# Create the database

In this project, I will be using the GitHub API to create a MySQL database. 

To begin, I first put together an entity relationship diagram in order to map the relationships between the tables. 

Pieces of this project have been adapted from the tutorial "[Consuming the GitHub API v3 and load the data into SQLite database](https://medium.com/mcd-unison/consuming-the-github-api-v3-and-load-the-data-into-sqlite-database-223025ca8a4a)."

![](../docs/schema.png)

## Setup connection

We first need to set up a connection to MySQL via the `mysql.connector` package.
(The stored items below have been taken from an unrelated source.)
pub mod errors;
pub mod db;
pub mod fields;
pub mod customer;
pub mod lead;
pub mod opportunity;
pub mod activity;
pub mod email_log;

#[cfg(test)]
mod tests;
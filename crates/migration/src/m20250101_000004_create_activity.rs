//! Create `activity` table with optional FKs to `customer`, `lead` and `opportunity`.
use sea_orm_migration::{prelude::*, schema::*};

#[derive(DeriveMigrationName)]
pub struct Migration;

#[async_trait::async_trait]
impl MigrationTrait for Migration {
    async fn up(&self, manager: &SchemaManager) -> Result<(), DbErr> {
        manager
            .create_table(
                Table::create()
                    .table(Activity::Table)
                    .if_not_exists()
                    .col(uuid(Activity::Id).primary_key())
                    .col(string_len(Activity::Type, 32).not_null())
                    .col(string_len(Activity::Title, 255).not_null())
                    .col(uuid_null(Activity::CustomerId))
                    .col(uuid_null(Activity::LeadId))
                    .col(uuid_null(Activity::OpportunityId))
                    .col(text_null(Activity::Description))
                    .col(timestamp_with_time_zone(Activity::ActivityDate).not_null())
                    .col(integer_null(Activity::Duration))
                    .col(string_len_null(Activity::Outcome, 255))
                    .col(timestamp_with_time_zone(Activity::CreatedAt).not_null())
                    .col(timestamp_with_time_zone(Activity::UpdatedAt).not_null())
                    .foreign_key(
                        ForeignKey::create()
                            .name("fk_activity_customer")
                            .from(Activity::Table, Activity::CustomerId)
                            .to(Customer::Table, Customer::Id)
                            .on_delete(ForeignKeyAction::SetNull)
                            .on_update(ForeignKeyAction::Cascade),
                    )
                    .foreign_key(
                        ForeignKey::create()
                            .name("fk_activity_lead")
                            .from(Activity::Table, Activity::LeadId)
                            .to(Lead::Table, Lead::Id)
                            .on_delete(ForeignKeyAction::SetNull)
                            .on_update(ForeignKeyAction::Cascade),
                    )
                    .foreign_key(
                        ForeignKey::create()
                            .name("fk_activity_opportunity")
                            .from(Activity::Table, Activity::OpportunityId)
                            .to(Opportunity::Table, Opportunity::Id)
                            .on_delete(ForeignKeyAction::SetNull)
                            .on_update(ForeignKeyAction::Cascade),
                    )
                    .to_owned(),
            )
            .await
    }

    async fn down(&self, manager: &SchemaManager) -> Result<(), DbErr> {
        manager.drop_table(Table::drop().table(Activity::Table).to_owned()).await
    }
}

#[derive(DeriveIden)]
enum Activity {
    Table,
    Id,
    Type,
    Title,
    CustomerId,
    LeadId,
    OpportunityId,
    Description,
    ActivityDate,
    Duration,
    Outcome,
    CreatedAt,
    UpdatedAt,
}

#[derive(DeriveIden)]
enum Customer { Table, Id }

#[derive(DeriveIden)]
enum Lead { Table, Id }

#[derive(DeriveIden)]
enum Opportunity { Table, Id }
In order to protect the credentials of the database, I have used environment variables. The only steps taken within MySQL are 

In [1]:
import mysql.connector
import os
from dotenv import load_dotenv

load_dotenv()

True

In [2]:
mysql_user = os.getenv("MYSQL_USER")
mysql_pass = os.getenv("MYSQL_PASS")

In [3]:
cnx = mysql.connector.connect(user=mysql_user, password=mysql_pass,
                              host='127.0.0.1',
                              database='final_proj')

## Create tables

Using data definition language, we can create different tables for our database. We will create `repo`, `branch`, `commits`, and `commit_file` tables to look more deeply into data gathered on different repositories.

In [4]:
ddl = """
CREATE TABLE IF NOT EXISTS repo(
id integer PRIMARY KEY,
name VARCHAR(255) NOT NULL,
owner VARCHAR(255) NOT NULL,
fullname VARCHAR(511) NOT NULL,
description TEXT NOT NULL,
url VARCHAR(511) NOT NULL,
pushed_date INTEGER NOT NULL,
created_date INTEGER NOT NULL,
updated_date INTEGER NOT NULL,
size INTEGER NOT NULL,
stars INTEGER NOT NULL,
forks INTEGER NOT NULL,
watchers INTEGER NOT NULL,
language VARCHAR(255) NOT NULL,
topics TEXT NOT NULL
);
CREATE TABLE IF NOT EXISTS branch(
id integer PRIMARY KEY,
repo_id INTEGER NOT NULL,
name VARCHAR(255) NOT NULL,
commit_sha VARCHAR(255) NOT NULL,
protected  INTEGER NOT NULL,
FOREIGN KEY (repo_id) REFERENCES repo (id)
);
CREATE TABLE IF NOT EXISTS commits(
id integer PRIMARY KEY,
repo_id INTEGER NOT NULL,
commit_sha VARCHAR(255) NOT NULL,
commit_message TEXT NOT NULL,
commit_author_name VARCHAR(255) NOT NULL,
commit_author_email VARCHAR(255) NOT NULL,
commit_author_date INTEGER NOT NULL,
commit_committer_name VARCHAR(255) NOT NULL,
commit_committer_email VARCHAR(255) NOT NULL,
commit_committer_date INTEGER NOT NULL,
author_login VARCHAR(255)  NULL,
author_id INTEGER NULL,
author_avatar_url VARCHAR(255) NULL,
author_type VARCHAR(255) NULL,
committer_login VARCHAR(255) NULL,
committer_id INTEGER NULL,
committer_avatar_url VARCHAR(255) NULL,
committer_type VARCHAR(255) NULL,
stats_addtions INTEGER NOT NULL,
stats_deletions INTEGER NOT NULL,
stats_total INTEGER NOT NULL,
FOREIGN KEY (repo_id) REFERENCES repo (id)
);
CREATE TABLE IF NOT EXISTS commit_file(
id integer PRIMARY KEY,
commit_id INTEGER NOT NULL,
repo_id INTEGER NOT NULL,
file_name VARCHAR(255) NOT NULL,
addtions INTEGER NOT NULL,
deletions INTEGER NOT NULL,
changes INTEGER NOT NULL,
status VARCHAR(255) NOT NULL,
FOREIGN KEY (commit_id) REFERENCES commits (id),
FOREIGN KEY (repo_id) REFERENCES repo (id)
);
"""

In [5]:
cursor = cnx.cursor(dictionary=True)
cursor.execute(ddl)

In [6]:
cnx.close()

## Conclusion

Success! :D